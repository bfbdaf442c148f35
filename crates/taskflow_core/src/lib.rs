pub mod config;
pub mod error;
pub mod filter;
pub mod store;
pub mod task;

pub use config::{AppConfig, PLACEHOLDER};
pub use error::{CoreError, Result};
pub use filter::{Counts, Filter, StatusFilter};
pub use store::TaskStore;
pub use task::{Category, Priority, Source, Task, TaskDraft, TaskPatch};
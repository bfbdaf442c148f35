//! `taskflow config` subcommands.

use anyhow::Result;
use taskflow_core::config::{self, AppConfig};

use crate::cli::ConfigAction;
use crate::output;

pub async fn handle(action: ConfigAction) -> Result<()> {
    match action {
        ConfigAction::Show => show(),
        ConfigAction::Path => path(),
        ConfigAction::Check => check(),
    }
}

fn show() -> Result<()> {
    let config = AppConfig::load()?;

    if output::is_json() {
        output::data("config", &config);
        return Ok(());
    }

    output::header("Configuration");
    output::kv("region", &config.region);
    output::kv("userPoolId", &config.user_pool_id);
    output::kv("userPoolClientId", &config.user_pool_client_id);
    output::kv("apiGatewayUrl", &config.api_gateway_url);
    Ok(())
}

fn path() -> Result<()> {
    let candidates = config::candidate_paths();
    let session = config::config_dir().map(|dir| dir.join("session.json"));

    if output::is_json() {
        let paths: Vec<_> = candidates
            .iter()
            .map(|p| {
                serde_json::json!({
                    "path": p.display().to_string(),
                    "found": p.exists(),
                })
            })
            .collect();
        output::data(
            "paths",
            &serde_json::json!({
                "config": paths,
                "session": session.map(|p| p.display().to_string()),
            }),
        );
        return Ok(());
    }

    output::header("Config search order");
    for path in &candidates {
        if path.exists() {
            output::success(&path.display().to_string());
        } else {
            output::dim(&format!("{} (not found)", path.display()));
        }
    }
    if let Some(session) = session {
        output::kv("session cache", &session.display().to_string());
    }
    Ok(())
}

fn check() -> Result<()> {
    let config = AppConfig::load()?;
    config.validate()?;
    output::success("Deployment is provisioned");
    output::kv("apiGatewayUrl", &config.api_gateway_url);
    Ok(())
}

## TASK ITEM
Show, from the listing above, every line holding the word "data".

## TASK RESPONSE
        output::data("config", &config);
        output::data(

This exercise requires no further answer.